- Your assignment -
Please retype every entry, keeping each one exactly as written.

Collected data:
--- START ---
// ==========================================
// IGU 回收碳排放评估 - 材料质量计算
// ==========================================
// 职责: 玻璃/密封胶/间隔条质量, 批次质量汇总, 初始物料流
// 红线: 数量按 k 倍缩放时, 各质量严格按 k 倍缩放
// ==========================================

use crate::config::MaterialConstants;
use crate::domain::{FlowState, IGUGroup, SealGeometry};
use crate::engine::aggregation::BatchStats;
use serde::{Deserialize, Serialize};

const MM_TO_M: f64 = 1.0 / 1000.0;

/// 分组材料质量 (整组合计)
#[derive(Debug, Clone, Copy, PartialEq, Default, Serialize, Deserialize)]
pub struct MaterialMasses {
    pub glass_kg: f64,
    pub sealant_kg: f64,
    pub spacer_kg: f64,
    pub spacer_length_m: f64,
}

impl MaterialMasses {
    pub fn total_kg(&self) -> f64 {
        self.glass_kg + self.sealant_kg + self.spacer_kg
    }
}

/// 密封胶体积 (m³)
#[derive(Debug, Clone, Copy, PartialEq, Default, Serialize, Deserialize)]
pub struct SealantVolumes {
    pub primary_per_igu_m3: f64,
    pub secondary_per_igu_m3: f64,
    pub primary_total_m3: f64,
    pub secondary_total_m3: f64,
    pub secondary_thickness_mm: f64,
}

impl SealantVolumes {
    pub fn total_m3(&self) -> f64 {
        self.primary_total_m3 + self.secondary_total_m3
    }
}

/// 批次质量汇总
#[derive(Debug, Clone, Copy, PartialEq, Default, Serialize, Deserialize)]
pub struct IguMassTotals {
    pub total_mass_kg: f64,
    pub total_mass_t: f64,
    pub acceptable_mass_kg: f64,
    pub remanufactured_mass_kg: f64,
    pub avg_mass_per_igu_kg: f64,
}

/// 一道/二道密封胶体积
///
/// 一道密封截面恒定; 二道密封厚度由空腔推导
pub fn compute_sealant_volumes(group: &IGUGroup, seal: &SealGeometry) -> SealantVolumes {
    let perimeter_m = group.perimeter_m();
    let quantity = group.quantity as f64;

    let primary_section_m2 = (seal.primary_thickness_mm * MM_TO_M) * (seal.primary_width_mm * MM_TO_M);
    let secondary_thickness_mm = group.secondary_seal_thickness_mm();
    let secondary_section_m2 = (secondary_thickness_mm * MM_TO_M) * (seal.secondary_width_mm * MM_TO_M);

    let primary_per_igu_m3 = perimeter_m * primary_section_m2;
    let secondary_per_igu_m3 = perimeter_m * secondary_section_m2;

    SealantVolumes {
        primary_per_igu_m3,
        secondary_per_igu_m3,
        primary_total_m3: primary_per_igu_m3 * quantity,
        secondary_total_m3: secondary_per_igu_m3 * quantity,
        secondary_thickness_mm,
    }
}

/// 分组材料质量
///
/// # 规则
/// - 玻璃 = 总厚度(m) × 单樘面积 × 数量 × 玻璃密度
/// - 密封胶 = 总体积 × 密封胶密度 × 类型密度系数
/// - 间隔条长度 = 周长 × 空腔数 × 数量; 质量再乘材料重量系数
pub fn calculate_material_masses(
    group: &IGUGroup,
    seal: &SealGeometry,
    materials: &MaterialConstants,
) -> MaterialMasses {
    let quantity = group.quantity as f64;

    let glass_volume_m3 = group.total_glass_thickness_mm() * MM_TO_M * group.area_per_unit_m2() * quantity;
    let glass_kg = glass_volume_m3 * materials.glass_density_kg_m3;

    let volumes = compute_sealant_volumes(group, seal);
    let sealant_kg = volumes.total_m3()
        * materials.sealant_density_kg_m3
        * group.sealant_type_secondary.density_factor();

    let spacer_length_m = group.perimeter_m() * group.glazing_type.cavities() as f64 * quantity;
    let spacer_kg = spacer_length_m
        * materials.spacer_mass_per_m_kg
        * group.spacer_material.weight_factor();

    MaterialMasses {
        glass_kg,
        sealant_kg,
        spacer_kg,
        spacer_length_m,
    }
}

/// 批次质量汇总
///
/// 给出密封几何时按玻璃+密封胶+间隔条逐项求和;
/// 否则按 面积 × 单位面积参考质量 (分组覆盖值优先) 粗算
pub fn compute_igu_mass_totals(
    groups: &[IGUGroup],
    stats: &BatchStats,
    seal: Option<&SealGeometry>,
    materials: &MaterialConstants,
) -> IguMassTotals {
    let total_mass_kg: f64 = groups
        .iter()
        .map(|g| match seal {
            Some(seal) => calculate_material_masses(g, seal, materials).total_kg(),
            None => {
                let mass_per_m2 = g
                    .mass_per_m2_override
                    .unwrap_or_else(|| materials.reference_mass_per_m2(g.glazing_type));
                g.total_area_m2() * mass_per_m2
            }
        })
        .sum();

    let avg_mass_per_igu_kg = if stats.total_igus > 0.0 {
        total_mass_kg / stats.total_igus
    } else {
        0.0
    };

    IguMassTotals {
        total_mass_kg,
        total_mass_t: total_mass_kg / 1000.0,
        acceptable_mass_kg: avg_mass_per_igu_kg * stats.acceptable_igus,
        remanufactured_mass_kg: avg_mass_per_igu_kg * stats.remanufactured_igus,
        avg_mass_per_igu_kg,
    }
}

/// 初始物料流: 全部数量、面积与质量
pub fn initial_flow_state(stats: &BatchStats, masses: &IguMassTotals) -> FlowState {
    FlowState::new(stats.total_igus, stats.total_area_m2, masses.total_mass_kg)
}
--- END ---
- Task result -
// ==========================================
// IGU 回收碳排放评估 - 材料质量计算
// ==========================================
// 职责: 玻璃/密封胶/间隔条质量, 批次质量汇总, 初始物料流
// 红线: 数量按 k 倍缩放时, 各质量严格按 k 倍缩放
// ==========================================

use crate::config::MaterialConstants;
use crate::domain::{FlowState, IGUGroup, SealGeometry};
use crate::engine::aggregation::BatchStats;
use serde::{Deserialize, Serialize};

const MM_TO_M: f64 = 1.0 / 1000.0;

/// 分组材料质量 (整组合计)
#[derive(Debug, Clone, Copy, PartialEq, Default, Serialize, Deserialize)]
pub struct MaterialMasses {
    pub glass_kg: f64,
    pub sealant_kg: f64,
    pub spacer_kg: f64,
    pub spacer_length_m: f64,
}

impl MaterialMasses {
    pub fn total_kg(&self) -> f64 {
        self.glass_kg + self.sealant_kg + self.spacer_kg
    }
}

/// 密封胶体积 (m³)
#[derive(Debug, Clone, Copy, PartialEq, Default, Serialize, Deserialize)]
pub struct SealantVolumes {
    pub primary_per_igu_m3: f64,
    pub secondary_per_igu_m3: f64,
    pub primary_total_m3: f64,
    pub secondary_total_m3: f64,
    pub secondary_thickness_mm: f64,
}

impl SealantVolumes {
    pub fn total_m3(&self) -> f64 {
        self.primary_total_m3 + self.secondary_total_m3
    }
}

/// 批次质量汇总
#[derive(Debug, Clone, Copy, PartialEq, Default, Serialize, Deserialize)]
pub struct IguMassTotals {
    pub total_mass_kg: f64,
    pub total_mass_t: f64,
    pub acceptable_mass_kg: f64,
    pub remanufactured_mass_kg: f64,
    pub avg_mass_per_igu_kg: f64,
}

/// 一道/二道密封胶体积
///
/// 一道密封截面恒定; 二道密封厚度由空腔推导
pub fn compute_sealant_volumes(group: &IGUGroup, seal: &SealGeometry) -> SealantVolumes {
    let perimeter_m = group.perimeter_m();
    let quantity = group.quantity as f64;

    let primary_section_m2 = (seal.primary_thickness_mm * MM_TO_M) * (seal.primary_width_mm * MM_TO_M);
    let secondary_thickness_mm = group.secondary_seal_thickness_mm();
    let secondary_section_m2 = (secondary_thickness_mm * MM_TO_M) * (seal.secondary_width_mm * MM_TO_M);

    let primary_per_igu_m3 = perimeter_m * primary_section_m2;
    let secondary_per_igu_m3 = perimeter_m * secondary_section_m2;

    SealantVolumes {
        primary_per_igu_m3,
        secondary_per_igu_m3,
        primary_total_m3: primary_per_igu_m3 * quantity,
        secondary_total_m3: secondary_per_igu_m3 * quantity,
        secondary_thickness_mm,
    }
}

/// 分组材料质量
///
/// # 规则
/// - 玻璃 = 总厚度(m) × 单樘面积 × 数量 × 玻璃密度
/// - 密封胶 = 总体积 × 密封胶密度 × 类型密度系数
/// - 间隔条长度 = 周长 × 空腔数 × 数量; 质量再乘材料重量系数
pub fn calculate_material_masses(
    group: &IGUGroup,
    seal: &SealGeometry,
    materials: &MaterialConstants,
) -> MaterialMasses {
    let quantity = group.quantity as f64;

    let glass_volume_m3 = group.total_glass_thickness_mm() * MM_TO_M * group.area_per_unit_m2() * quantity;
    let glass_kg = glass_volume_m3 * materials.glass_density_kg_m3;

    let volumes = compute_sealant_volumes(group, seal);
    let sealant_kg = volumes.total_m3()
        * materials.sealant_density_kg_m3
        * group.sealant_type_secondary.density_factor();

    let spacer_length_m = group.perimeter_m() * group.glazing_type.cavities() as f64 * quantity;
    let spacer_kg = spacer_length_m
        * materials.spacer_mass_per_m_kg
        * group.spacer_material.weight_factor();

    MaterialMasses {
        glass_kg,
        sealant_kg,
        spacer_kg,
        spacer_length_m,
    }
}

/// 批次质量汇总
///
/// 给出密封几何时按玻璃+密封胶+间隔条逐项求和;
/// 否则按 面积 × 单位面积参考质量 (分组覆盖值优先) 粗算
pub fn compute_igu_mass_totals(
    groups: &[IGUGroup],
    stats: &BatchStats,
    seal: Option<&SealGeometry>,
    materials: &MaterialConstants,
) -> IguMassTotals {
    let total_mass_kg: f64 = groups
        .iter()
        .map(|g| match seal {
            Some(seal) => calculate_material_masses(g, seal, materials).total_kg(),
            None => {
                let mass_per_m2 = g
                    .mass_per_m2_override
                    .unwrap_or_else(|| materials.reference_mass_per_m2(g.glazing_type));
                g.total_area_m2() * mass_per_m2
            }
        })
        .sum();

    let avg_mass_per_igu_kg = if stats.total_igus > 0.0 {
        total_mass_kg / stats.total_igus
    } else {
        0.0
    };

    IguMassTotals {
        total_mass_kg,
        total_mass_t: total_mass_kg / 1000.0,
        acceptable_mass_kg: avg_mass_per_igu_kg * stats.acceptable_igus,
        remanufactured_mass_kg: avg_mass_per_igu_kg * stats.remanufactured_igus,
        avg_mass_per_igu_kg,
    }
}

/// 初始物料流: 全部数量、面积与质量
pub fn initial_flow_state(stats: &BatchStats, masses: &IguMassTotals) -> FlowState {
    FlowState::new(stats.total_igus, stats.total_area_m2, masses.total_mass_kg)
}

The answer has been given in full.